Information given:
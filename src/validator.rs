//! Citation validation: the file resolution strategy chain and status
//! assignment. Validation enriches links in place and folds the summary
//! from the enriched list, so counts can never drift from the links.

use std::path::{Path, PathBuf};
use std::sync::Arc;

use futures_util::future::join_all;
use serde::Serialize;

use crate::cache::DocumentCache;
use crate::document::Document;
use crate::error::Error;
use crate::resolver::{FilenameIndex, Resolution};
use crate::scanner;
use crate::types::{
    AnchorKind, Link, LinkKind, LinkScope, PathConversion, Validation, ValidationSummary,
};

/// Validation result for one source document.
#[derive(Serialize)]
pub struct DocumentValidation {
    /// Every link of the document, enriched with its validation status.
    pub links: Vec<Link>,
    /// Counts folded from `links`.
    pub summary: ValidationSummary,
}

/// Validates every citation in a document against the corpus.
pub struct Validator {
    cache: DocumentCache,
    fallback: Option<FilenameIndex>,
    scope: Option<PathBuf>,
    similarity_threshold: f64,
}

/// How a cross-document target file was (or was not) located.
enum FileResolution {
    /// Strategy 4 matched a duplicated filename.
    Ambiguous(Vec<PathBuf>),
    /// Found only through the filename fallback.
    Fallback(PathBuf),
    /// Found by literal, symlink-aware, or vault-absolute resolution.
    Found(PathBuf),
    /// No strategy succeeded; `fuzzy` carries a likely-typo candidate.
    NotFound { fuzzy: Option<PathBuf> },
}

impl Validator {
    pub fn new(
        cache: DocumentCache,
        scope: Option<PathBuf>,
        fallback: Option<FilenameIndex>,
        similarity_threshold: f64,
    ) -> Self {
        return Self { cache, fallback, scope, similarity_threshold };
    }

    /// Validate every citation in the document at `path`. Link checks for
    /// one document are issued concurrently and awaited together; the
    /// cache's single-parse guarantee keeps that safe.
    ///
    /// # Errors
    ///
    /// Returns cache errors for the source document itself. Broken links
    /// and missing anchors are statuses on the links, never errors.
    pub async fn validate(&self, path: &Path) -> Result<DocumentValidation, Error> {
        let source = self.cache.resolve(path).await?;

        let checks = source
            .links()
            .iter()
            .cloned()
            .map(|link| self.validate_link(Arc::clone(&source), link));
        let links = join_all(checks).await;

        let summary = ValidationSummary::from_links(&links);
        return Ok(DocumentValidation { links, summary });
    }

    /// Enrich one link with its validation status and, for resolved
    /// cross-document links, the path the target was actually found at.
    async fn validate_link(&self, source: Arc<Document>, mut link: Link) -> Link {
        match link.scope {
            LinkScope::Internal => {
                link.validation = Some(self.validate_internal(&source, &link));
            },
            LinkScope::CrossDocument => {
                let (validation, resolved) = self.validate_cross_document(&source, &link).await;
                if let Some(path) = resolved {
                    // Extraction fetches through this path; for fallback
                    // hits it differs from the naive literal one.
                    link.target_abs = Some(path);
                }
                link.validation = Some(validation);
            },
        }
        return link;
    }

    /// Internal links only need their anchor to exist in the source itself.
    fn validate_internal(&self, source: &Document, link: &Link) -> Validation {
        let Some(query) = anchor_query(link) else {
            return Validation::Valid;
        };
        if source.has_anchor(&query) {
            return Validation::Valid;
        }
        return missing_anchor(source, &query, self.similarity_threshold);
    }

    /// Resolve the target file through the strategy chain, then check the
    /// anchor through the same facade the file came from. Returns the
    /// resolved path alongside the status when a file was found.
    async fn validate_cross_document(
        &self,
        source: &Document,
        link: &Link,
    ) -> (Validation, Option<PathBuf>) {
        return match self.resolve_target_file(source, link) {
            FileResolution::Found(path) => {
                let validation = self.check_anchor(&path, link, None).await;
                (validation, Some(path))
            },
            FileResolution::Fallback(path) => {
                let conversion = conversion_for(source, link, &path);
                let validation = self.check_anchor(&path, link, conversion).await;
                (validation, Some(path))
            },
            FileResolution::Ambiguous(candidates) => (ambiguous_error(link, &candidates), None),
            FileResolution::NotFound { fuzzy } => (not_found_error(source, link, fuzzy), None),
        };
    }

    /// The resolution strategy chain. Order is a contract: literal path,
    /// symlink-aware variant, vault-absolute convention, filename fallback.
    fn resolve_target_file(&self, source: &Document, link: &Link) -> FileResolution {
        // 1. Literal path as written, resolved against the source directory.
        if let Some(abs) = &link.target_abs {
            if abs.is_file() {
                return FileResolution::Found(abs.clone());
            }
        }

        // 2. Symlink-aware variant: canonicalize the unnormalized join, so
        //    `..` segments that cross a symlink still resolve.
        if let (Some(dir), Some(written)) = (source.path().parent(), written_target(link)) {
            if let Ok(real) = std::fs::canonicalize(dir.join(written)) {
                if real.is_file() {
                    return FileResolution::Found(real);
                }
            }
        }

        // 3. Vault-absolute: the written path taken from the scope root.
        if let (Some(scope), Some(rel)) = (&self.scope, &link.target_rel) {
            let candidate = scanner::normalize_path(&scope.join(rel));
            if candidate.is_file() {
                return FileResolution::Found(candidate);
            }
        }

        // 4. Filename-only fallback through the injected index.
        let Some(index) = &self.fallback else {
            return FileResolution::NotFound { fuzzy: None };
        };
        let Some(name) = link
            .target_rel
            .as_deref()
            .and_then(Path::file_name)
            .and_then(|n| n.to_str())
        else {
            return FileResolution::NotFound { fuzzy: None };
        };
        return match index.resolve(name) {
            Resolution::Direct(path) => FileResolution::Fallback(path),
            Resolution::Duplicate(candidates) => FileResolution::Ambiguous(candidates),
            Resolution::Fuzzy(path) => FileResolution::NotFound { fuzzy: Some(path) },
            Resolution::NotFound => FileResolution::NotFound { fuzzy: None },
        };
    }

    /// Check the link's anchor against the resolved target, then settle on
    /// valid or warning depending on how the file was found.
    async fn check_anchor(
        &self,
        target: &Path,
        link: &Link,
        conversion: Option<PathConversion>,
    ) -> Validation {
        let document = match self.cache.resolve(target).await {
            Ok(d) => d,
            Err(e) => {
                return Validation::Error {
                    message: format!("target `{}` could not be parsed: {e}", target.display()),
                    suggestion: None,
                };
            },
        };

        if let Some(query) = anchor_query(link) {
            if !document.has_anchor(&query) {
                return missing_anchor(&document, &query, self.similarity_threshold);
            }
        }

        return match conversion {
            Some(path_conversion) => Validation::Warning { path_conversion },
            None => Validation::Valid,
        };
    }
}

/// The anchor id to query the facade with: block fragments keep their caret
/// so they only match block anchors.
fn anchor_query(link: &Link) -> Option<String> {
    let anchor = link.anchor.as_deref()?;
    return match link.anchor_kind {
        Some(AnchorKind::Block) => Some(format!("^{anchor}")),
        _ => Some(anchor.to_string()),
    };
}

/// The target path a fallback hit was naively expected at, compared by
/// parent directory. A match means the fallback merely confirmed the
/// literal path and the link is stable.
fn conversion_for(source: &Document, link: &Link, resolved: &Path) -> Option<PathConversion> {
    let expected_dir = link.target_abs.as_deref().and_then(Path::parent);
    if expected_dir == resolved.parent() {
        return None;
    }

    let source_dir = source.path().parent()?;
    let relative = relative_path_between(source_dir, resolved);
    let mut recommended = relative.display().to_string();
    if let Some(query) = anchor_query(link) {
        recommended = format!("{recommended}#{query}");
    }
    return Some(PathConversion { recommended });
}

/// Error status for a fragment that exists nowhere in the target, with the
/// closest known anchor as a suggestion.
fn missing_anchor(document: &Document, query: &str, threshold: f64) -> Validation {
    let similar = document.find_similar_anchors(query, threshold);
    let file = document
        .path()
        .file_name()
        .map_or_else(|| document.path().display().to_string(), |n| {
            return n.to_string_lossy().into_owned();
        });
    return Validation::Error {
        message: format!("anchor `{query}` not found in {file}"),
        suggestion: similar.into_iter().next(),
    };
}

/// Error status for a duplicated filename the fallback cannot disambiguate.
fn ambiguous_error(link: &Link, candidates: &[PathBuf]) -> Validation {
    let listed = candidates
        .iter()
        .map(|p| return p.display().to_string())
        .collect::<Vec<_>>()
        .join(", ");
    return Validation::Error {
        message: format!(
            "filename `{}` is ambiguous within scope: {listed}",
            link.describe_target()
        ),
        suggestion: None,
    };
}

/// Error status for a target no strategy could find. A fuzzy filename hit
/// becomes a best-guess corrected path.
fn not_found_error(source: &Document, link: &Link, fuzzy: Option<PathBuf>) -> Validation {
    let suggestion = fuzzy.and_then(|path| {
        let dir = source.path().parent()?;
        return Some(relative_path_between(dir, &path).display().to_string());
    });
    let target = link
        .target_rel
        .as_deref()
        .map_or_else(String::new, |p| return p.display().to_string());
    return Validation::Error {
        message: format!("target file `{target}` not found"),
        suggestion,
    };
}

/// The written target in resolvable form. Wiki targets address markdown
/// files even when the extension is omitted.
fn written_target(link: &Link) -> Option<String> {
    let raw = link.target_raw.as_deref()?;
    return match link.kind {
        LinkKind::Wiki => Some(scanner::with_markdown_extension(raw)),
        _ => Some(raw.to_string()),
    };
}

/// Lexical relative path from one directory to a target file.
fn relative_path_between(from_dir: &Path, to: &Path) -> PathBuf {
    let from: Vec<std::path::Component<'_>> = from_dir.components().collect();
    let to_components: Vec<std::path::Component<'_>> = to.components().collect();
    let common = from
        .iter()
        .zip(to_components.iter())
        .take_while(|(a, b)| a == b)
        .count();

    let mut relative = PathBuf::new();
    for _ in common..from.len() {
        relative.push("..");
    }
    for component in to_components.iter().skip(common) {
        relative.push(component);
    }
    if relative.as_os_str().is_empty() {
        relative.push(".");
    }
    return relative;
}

Aim of the task: Quote only the lines from the one containing "fn written_target(link: &Link)" through the final line of the records, with both ends included.

Final answer:
fn written_target(link: &Link) -> Option<String> {
    let raw = link.target_raw.as_deref()?;
    return match link.kind {
        LinkKind::Wiki => Some(scanner::with_markdown_extension(raw)),
        _ => Some(raw.to_string()),
    };
}

/// Lexical relative path from one directory to a target file.
fn relative_path_between(from_dir: &Path, to: &Path) -> PathBuf {
    let from: Vec<std::path::Component<'_>> = from_dir.components().collect();
    let to_components: Vec<std::path::Component<'_>> = to.components().collect();
    let common = from
        .iter()
        .zip(to_components.iter())
        .take_while(|(a, b)| a == b)
        .count();

    let mut relative = PathBuf::new();
    for _ in common..from.len() {
        relative.push("..");
    }
    for component in to_components.iter().skip(common) {
        relative.push(component);
    }
    if relative.as_os_str().is_empty() {
        relative.push(".");
    }
    return relative;
}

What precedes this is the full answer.